Bioinformatics, computational chemistry and structural biology tools play a critical role in the traditional drug discovery and the gene-based drug discovery. In this informatics era, the knowledge of genomics coupled with immense computational power, can lead to better understanding of mechanisms of disease and drug action and improved therapeutics based on structure based drug design and gene therapy. This dissertation deals with the development and application of these tools to drug design and problems of therapeutic interest.; In Chapter 1, genomics combined with pathophysiological information, were used to predict novel genes in hemorrhagic fever viruses like Ebola. A new method for predicting novel selenoprotein genes was developed and applied to the genomics studies of these hemorrhagic fever viruses.; Chapter II emphasizes the fact that structure is more conserved than the sequence during the evolutionary process. Structural evaluation of distant homology method combines the structural, genomic, and experimental information and it can be used to study distantly related proteins.

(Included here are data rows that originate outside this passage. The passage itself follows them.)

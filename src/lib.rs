//! # Flashback
//!
//! Turns a folder of photos into a "memory flashback" video: each photo becomes
//! a short clip, the clips accelerate from lingering to a single frame, and a
//! strobe loop cycles through the whole set at one photo per frame before the
//! video ends.
//!
//! # Architecture: Plan, Then Encode
//!
//! A run is split into a pure planning phase and an effectful encoding phase:
//!
//! ```text
//! 1. Plan     input_images/  →  Plan           (scan, order, timing, zoom; no ffmpeg)
//! 2. Render   Plan           →  temp_clips/    (one ffmpeg process per clip)
//! 3. Stitch   temp_clips/    →  <base>_<fps>fps_<n>.mp4   (concat demuxer, stream copy)
//! ```
//!
//! All randomness (shuffle, zoom, pan) is drawn from one seeded generator
//! during planning, so `flashback plan --seed N` shows exactly what
//! `flashback render --seed N` will encode.
//!
//! # Module Map
//!
//! | Module | Role |
//! |--------|------|
//! | [`scan`] | Finds input images, probes their size, orders them randomly or by date |
//! | [`timing`] | Crescendo and static duration math |
//! | [`queue`] | Primary pass + high-speed loop as an ordered list of render jobs |
//! | [`clip`] | Aspect-fill crop, zoom/pan sampling, and the per-clip filter chain |
//! | [`random`] | Injectable random source; seeded PRNG and scripted test source |
//! | [`encoder`] | [`Encoder`](encoder::Encoder) trait, ffmpeg implementation, concat manifest |
//! | [`naming`] | Non-clobbering output names and clip file names |
//! | [`pipeline`] | Orchestrates a run, owns the temp workspace, emits progress |
//! | [`config`] | `flashback.toml` loading, validation, merging, and CLI overrides |
//! | [`output`] | CLI output formatting |
//! | [`logging`] | `tracing` subscriber setup |
//!
//! # Design Decisions
//!
//! ## External ffmpeg
//!
//! Encoding H.264 in-process would mean linking a large C library or shipping
//! a slow pure-Rust encoder. ffmpeg is already on most machines that make
//! videos, handles every input format, and its concat demuxer joins clips
//! without re-encoding. The [`Encoder`](encoder::Encoder) trait keeps the
//! rest of the crate independent of it, and tests run against a mock.
//!
//! ## One Clip Per Photo
//!
//! Every queue entry becomes its own small file instead of one giant filter
//! graph. A failing photo is then isolated to one clip, progress is easy to
//! report, and the filter chain for each clip stays short enough to read in
//! `flashback plan --json`.
//!
//! ## Fill, Never Letterbox
//!
//! Photos of any shape are scaled to cover the output frame and center-cropped.
//! Every clip has identical dimensions, which the concat demuxer requires for
//! stream copy.

pub mod clip;
pub mod config;
pub mod encoder;
pub mod logging;
pub mod naming;
pub mod output;
pub mod pipeline;
pub mod queue;
pub mod random;
pub mod scan;
pub mod timing;

#[cfg(test)]
pub(crate) mod test_helpers;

In our study, this method is used to evaluate a predicted relationship between two classes of enzymes, exonucleases and RNases, in the light of experimental results (X-ray).; Chapter III deals with the application of computational chemistry and bioinformatics to study the relationship between a peptide and class of biologically important small molecules, ergot alkaloids. An inverse folding algorithm was used in the initial structural prediction. Molecular dynamics simulation was used to optimize the structure and also in conformational sampling of the peptide. Systematic search method was then applied to the optimized peptide to study the possible structural relationship with the ergot alkaloids.; The first chapter in the appendix deals with the prediction of novel genes in human immunodeficiency virus (HIV-1). The appendix also includes the abstracts of other projects: (2) Homology modeling and molecular dynamics simulation studies of a hypothetical HIV-1 DNA binding protein, (3) COMFA studies of HIV-1 integrase inhibitors, (4) Signal transduction in G-protein coupled receptors, (5) Structural model of HIV-1 integrase, (6) Antiviral drug resistance mutations in human immunodeficiency virus type I reverse transcriptase occur in specific RNA structural regions and (7) Molecular modeling of promethazine and trimipramine enantiomers on selected HPLC chiral stationary phases.